## RECORDED DATA:

= = = = = = =

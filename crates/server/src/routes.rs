//! `/api` routes and their handlers.
//!
//! Handlers only translate between HTTP and the services: access rules,
//! validation and state checks all live in the service layer.

use axum::extract::{Path, State};
use axum::http::StatusCode;
use axum::routing::{get, patch, post, put};
use axum::{Json, Router};
use model::{
    Cart, Category, Credential, Delivery, DeliveryStatus, Order, OrderStatus, Payment,
    PaymentMethod, PaymentStatus, Product, Role, User,
};
use serde::Deserialize;
use service::{
    Account, Caller, CategoryPatch, NewCategory, NewProduct, OrderDetails, PasswordChange,
    ProductPatch, ProfilePatch, SignUp,
};
use tracing::info;
use uuid::Uuid;

use crate::error::ApiError;
use crate::identity::Identity;
use crate::{AppState, Services};

type ApiResult<T> = Result<Json<T>, ApiError>;

#[derive(Debug, Deserialize)]
pub struct SignIn {
    pub username: String,
    pub password: String,
}

#[derive(Debug, Deserialize)]
pub struct NewLine {
    pub product_id: Uuid,
    pub quantity: i32,
}

#[derive(Debug, Deserialize)]
pub struct Quantity {
    pub quantity: i32,
}

#[derive(Debug, Deserialize)]
pub struct Username {
    pub username: String,
}

#[derive(Debug, Deserialize)]
pub struct RoleChange {
    pub role: Role,
}

#[derive(Debug, Deserialize)]
pub struct NewPayment {
    pub method: PaymentMethod,
}

/// Body of every status-changing request.
#[derive(Debug, Deserialize)]
pub struct StatusChange<T> {
    pub status: T,
}

pub fn api() -> Router<AppState> {
    Router::new()
        // accounts
        .route("/auth/sign-up", post(sign_up))
        .route("/auth/sign-in", post(sign_in))
        .route("/me", get(profile).patch(update_profile))
        .route("/users/{id}", get(get_user))
        .route("/credentials/{id}", get(get_credential))
        .route("/credentials/{id}/username", put(change_username))
        .route("/credentials/{id}/password", put(change_password))
        .route("/credentials/{id}/role", put(change_role))
        .route("/credentials/{id}/deactivate", post(deactivate))
        .route("/credentials/{id}/activate", post(activate))
        // catalog
        .route("/products", get(list_products).post(create_product))
        .route(
            "/products/{id}",
            get(get_product).patch(update_product).delete(deactivate_product),
        )
        .route("/categories", get(list_categories).post(create_category))
        .route(
            "/categories/{id}",
            get(get_category).patch(update_category).delete(delete_category),
        )
        // cart
        .route("/cart", get(active_cart).delete(clear_cart))
        .route("/cart/lines", post(add_line))
        .route("/cart/lines/{id}", patch(update_line).delete(remove_line))
        .route("/carts/{id}", get(get_cart))
        // orders, payments, deliveries
        .route("/orders", get(order_history).post(checkout))
        .route("/orders/{id}", get(get_order).delete(delete_order))
        .route("/orders/{id}/cancel", post(cancel_order))
        .route("/orders/{id}/status", put(force_order_status))
        .route("/orders/{id}/payment", get(payment_for_order).post(register_payment))
        .route("/orders/{id}/payment/confirm", post(confirm_payment))
        .route("/orders/{id}/payment/fail", post(fail_payment))
        .route("/orders/{id}/payment/status", put(update_payment_status))
        .route("/orders/{id}/delivery", post(register_delivery))
        .route("/payments/{id}", get(get_payment))
        .route("/deliveries/{id}", get(get_delivery))
        .route("/deliveries/{id}/status", put(update_delivery_status))
        // admin listings
        .route("/admin/products", get(list_all_products))
        .route("/admin/users", get(list_users))
        .route("/admin/credentials", get(list_credentials))
        .route("/admin/carts", get(list_carts))
        .route("/admin/orders", get(list_orders))
        .route("/admin/payments", get(list_payments))
        .route("/admin/deliveries", get(list_deliveries))
}

// --- accounts ---

async fn sign_up(
    State(s): State<Services>,
    Json(input): Json<SignUp>,
) -> Result<(StatusCode, Json<Account>), ApiError> {
    let account = s.accounts.sign_up(input).await?;
    info!(credential_id = %account.credential.id, "Account created");
    Ok((StatusCode::CREATED, Json(account)))
}

async fn sign_in(State(s): State<Services>, Json(body): Json<SignIn>) -> ApiResult<Caller> {
    Ok(Json(s.accounts.authenticate(&body.username, &body.password).await?))
}

async fn profile(State(s): State<Services>, Identity(caller): Identity) -> ApiResult<User> {
    Ok(Json(s.accounts.profile(&caller).await?))
}

async fn update_profile(
    State(s): State<Services>,
    Identity(caller): Identity,
    Json(patch): Json<ProfilePatch>,
) -> ApiResult<User> {
    Ok(Json(s.accounts.update_profile(&caller, patch).await?))
}

async fn list_users(State(s): State<Services>, Identity(caller): Identity) -> ApiResult<Vec<User>> {
    Ok(Json(s.accounts.list_users(&caller).await?))
}

async fn get_user(
    State(s): State<Services>,
    Identity(caller): Identity,
    Path(id): Path<Uuid>,
) -> ApiResult<User> {
    Ok(Json(s.accounts.get_user(&caller, id).await?))
}

async fn list_credentials(
    State(s): State<Services>,
    Identity(caller): Identity,
) -> ApiResult<Vec<Credential>> {
    Ok(Json(s.accounts.list_credentials(&caller).await?))
}

async fn get_credential(
    State(s): State<Services>,
    Identity(caller): Identity,
    Path(id): Path<Uuid>,
) -> ApiResult<Credential> {
    Ok(Json(s.accounts.get_credential(&caller, id).await?))
}

async fn change_username(
    State(s): State<Services>,
    Identity(caller): Identity,
    Path(id): Path<Uuid>,
    Json(body): Json<Username>,
) -> ApiResult<Credential> {
    Ok(Json(s.accounts.change_username(&caller, id, &body.username).await?))
}

async fn change_password(
    State(s): State<Services>,
    Identity(caller): Identity,
    Path(id): Path<Uuid>,
    Json(body): Json<PasswordChange>,
) -> Result<StatusCode, ApiError> {
    s.accounts.change_password(&caller, id, body).await?;
    Ok(StatusCode::NO_CONTENT)
}

async fn change_role(
    State(s): State<Services>,
    Identity(caller): Identity,
    Path(id): Path<Uuid>,
    Json(body): Json<RoleChange>,
) -> ApiResult<Credential> {
    Ok(Json(s.accounts.change_role(&caller, id, body.role).await?))
}

async fn deactivate(
    State(s): State<Services>,
    Identity(caller): Identity,
    Path(id): Path<Uuid>,
) -> Result<StatusCode, ApiError> {
    s.accounts.deactivate(&caller, id).await?;
    Ok(StatusCode::NO_CONTENT)
}

async fn activate(
    State(s): State<Services>,
    Identity(caller): Identity,
    Path(id): Path<Uuid>,
) -> Result<StatusCode, ApiError> {
    s.accounts.activate(&caller, id).await?;
    Ok(StatusCode::NO_CONTENT)
}

// --- catalog ---

async fn list_products(State(s): State<Services>) -> ApiResult<Vec<Product>> {
    Ok(Json(s.catalog.list_products().await?))
}

async fn list_all_products(
    State(s): State<Services>,
    Identity(caller): Identity,
) -> ApiResult<Vec<Product>> {
    Ok(Json(s.catalog.list_all_products(&caller).await?))
}

async fn get_product(State(s): State<Services>, Path(id): Path<Uuid>) -> ApiResult<Product> {
    Ok(Json(s.catalog.get_product(id).await?))
}

async fn create_product(
    State(s): State<Services>,
    Identity(caller): Identity,
    Json(input): Json<NewProduct>,
) -> Result<(StatusCode, Json<Product>), ApiError> {
    let product = s.catalog.create_product(&caller, input).await?;
    Ok((StatusCode::CREATED, Json(product)))
}

async fn update_product(
    State(s): State<Services>,
    Identity(caller): Identity,
    Path(id): Path<Uuid>,
    Json(patch): Json<ProductPatch>,
) -> ApiResult<Product> {
    Ok(Json(s.catalog.update_product(&caller, id, patch).await?))
}

async fn deactivate_product(
    State(s): State<Services>,
    Identity(caller): Identity,
    Path(id): Path<Uuid>,
) -> ApiResult<Product> {
    Ok(Json(s.catalog.deactivate_product(&caller, id).await?))
}

async fn list_categories(State(s): State<Services>) -> ApiResult<Vec<Category>> {
    Ok(Json(s.catalog.list_categories().await?))
}

async fn get_category(State(s): State<Services>, Path(id): Path<Uuid>) -> ApiResult<Category> {
    Ok(Json(s.catalog.get_category(id).await?))
}

async fn create_category(
    State(s): State<Services>,
    Identity(caller): Identity,
    Json(input): Json<NewCategory>,
) -> Result<(StatusCode, Json<Category>), ApiError> {
    let category = s.catalog.create_category(&caller, input).await?;
    Ok((StatusCode::CREATED, Json(category)))
}

async fn update_category(
    State(s): State<Services>,
    Identity(caller): Identity,
    Path(id): Path<Uuid>,
    Json(patch): Json<CategoryPatch>,
) -> ApiResult<Category> {
    Ok(Json(s.catalog.update_category(&caller, id, patch).await?))
}

async fn delete_category(
    State(s): State<Services>,
    Identity(caller): Identity,
    Path(id): Path<Uuid>,
) -> Result<StatusCode, ApiError> {
    s.catalog.delete_category(&caller, id).await?;
    Ok(StatusCode::NO_CONTENT)
}

// --- cart ---

async fn active_cart(State(s): State<Services>, Identity(caller): Identity) -> ApiResult<Cart> {
    Ok(Json(s.carts.get_active_cart(&caller).await?))
}

async fn clear_cart(State(s): State<Services>, Identity(caller): Identity) -> ApiResult<Cart> {
    Ok(Json(s.carts.clear(&caller).await?))
}

async fn add_line(
    State(s): State<Services>,
    Identity(caller): Identity,
    Json(body): Json<NewLine>,
) -> ApiResult<Cart> {
    Ok(Json(s.carts.add_line(&caller, body.product_id, body.quantity).await?))
}

async fn update_line(
    State(s): State<Services>,
    Identity(caller): Identity,
    Path(id): Path<Uuid>,
    Json(body): Json<Quantity>,
) -> ApiResult<Cart> {
    Ok(Json(s.carts.update_line_quantity(&caller, id, body.quantity).await?))
}

async fn remove_line(
    State(s): State<Services>,
    Identity(caller): Identity,
    Path(id): Path<Uuid>,
) -> ApiResult<Cart> {
    Ok(Json(s.carts.remove_line(&caller, id).await?))
}

async fn get_cart(
    State(s): State<Services>,
    Identity(caller): Identity,
    Path(id): Path<Uuid>,
) -> ApiResult<Cart> {
    Ok(Json(s.carts.get(&caller, id).await?))
}

async fn list_carts(State(s): State<Services>, Identity(caller): Identity) -> ApiResult<Vec<Cart>> {
    Ok(Json(s.carts.list_all(&caller).await?))
}

// --- orders ---

async fn checkout(
    State(s): State<Services>,
    Identity(caller): Identity,
) -> Result<(StatusCode, Json<Order>), ApiError> {
    let order = s.orders.checkout(&caller).await?;
    Ok((StatusCode::CREATED, Json(order)))
}

async fn order_history(
    State(s): State<Services>,
    Identity(caller): Identity,
) -> ApiResult<Vec<Order>> {
    Ok(Json(s.orders.history(&caller).await?))
}

async fn get_order(
    State(s): State<Services>,
    Identity(caller): Identity,
    Path(id): Path<Uuid>,
) -> ApiResult<OrderDetails> {
    Ok(Json(s.orders.get(&caller, id).await?))
}

async fn cancel_order(
    State(s): State<Services>,
    Identity(caller): Identity,
    Path(id): Path<Uuid>,
) -> ApiResult<Order> {
    Ok(Json(s.orders.cancel(&caller, id).await?))
}

async fn force_order_status(
    State(s): State<Services>,
    Identity(caller): Identity,
    Path(id): Path<Uuid>,
    Json(body): Json<StatusChange<OrderStatus>>,
) -> ApiResult<Order> {
    Ok(Json(s.orders.force_status(&caller, id, body.status).await?))
}

async fn delete_order(
    State(s): State<Services>,
    Identity(caller): Identity,
    Path(id): Path<Uuid>,
) -> ApiResult<Order> {
    Ok(Json(s.orders.delete(&caller, id).await?))
}

async fn list_orders(State(s): State<Services>, Identity(caller): Identity) -> ApiResult<Vec<Order>> {
    Ok(Json(s.orders.list_all(&caller).await?))
}

// --- payments ---

async fn register_payment(
    State(s): State<Services>,
    Identity(caller): Identity,
    Path(order_id): Path<Uuid>,
    Json(body): Json<NewPayment>,
) -> Result<(StatusCode, Json<Payment>), ApiError> {
    let payment = s.payments.register(&caller, order_id, body.method).await?;
    Ok((StatusCode::CREATED, Json(payment)))
}

async fn payment_for_order(
    State(s): State<Services>,
    Identity(caller): Identity,
    Path(order_id): Path<Uuid>,
) -> ApiResult<Payment> {
    Ok(Json(s.payments.for_order(&caller, order_id).await?))
}

async fn confirm_payment(
    State(s): State<Services>,
    Identity(caller): Identity,
    Path(order_id): Path<Uuid>,
) -> ApiResult<Payment> {
    Ok(Json(s.payments.confirm(&caller, order_id).await?))
}

async fn fail_payment(
    State(s): State<Services>,
    Identity(caller): Identity,
    Path(order_id): Path<Uuid>,
) -> ApiResult<Payment> {
    Ok(Json(s.payments.mark_failed(&caller, order_id).await?))
}

async fn update_payment_status(
    State(s): State<Services>,
    Identity(caller): Identity,
    Path(order_id): Path<Uuid>,
    Json(body): Json<StatusChange<PaymentStatus>>,
) -> ApiResult<Payment> {
    Ok(Json(s.payments.update_status(&caller, order_id, body.status).await?))
}

async fn get_payment(
    State(s): State<Services>,
    Identity(caller): Identity,
    Path(id): Path<Uuid>,
) -> ApiResult<Payment> {
    Ok(Json(s.payments.get(&caller, id).await?))
}

async fn list_payments(
    State(s): State<Services>,
    Identity(caller): Identity,
) -> ApiResult<Vec<Payment>> {
    Ok(Json(s.payments.list_all(&caller).await?))
}

// --- deliveries ---

async fn register_delivery(
    State(s): State<Services>,
    Identity(caller): Identity,
    Path(order_id): Path<Uuid>,
) -> Result<(StatusCode, Json<Delivery>), ApiError> {
    let delivery = s.deliveries.register(&caller, order_id).await?;
    Ok((StatusCode::CREATED, Json(delivery)))
}

async fn get_delivery(
    State(s): State<Services>,
    Identity(caller): Identity,
    Path(id): Path<Uuid>,
) -> ApiResult<Delivery> {
    Ok(Json(s.deliveries.get(&caller, id).await?))
}

async fn update_delivery_status(
    State(s): State<Services>,
    Identity(caller): Identity,
    Path(id): Path<Uuid>,
    Json(body): Json<StatusChange<DeliveryStatus>>,
) -> ApiResult<Delivery> {
    Ok(Json(s.deliveries.update_status(&caller, id, body.status).await?))
}

async fn list_deliveries(
    State(s): State<Services>,
    Identity(caller): Identity,
) -> ApiResult<Vec<Delivery>> {
    Ok(Json(s.deliveries.list_all(&caller).await?))
}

= = = = = = =

## BRIEF:
Every line holding the word "NewCategory" should be copied out of the records above.

## RESPONSE FOR THIS EXERCISE:
    Account, Caller, CategoryPatch, NewCategory, NewProduct, OrderDetails, PasswordChange,
    Json(input): Json<NewCategory>,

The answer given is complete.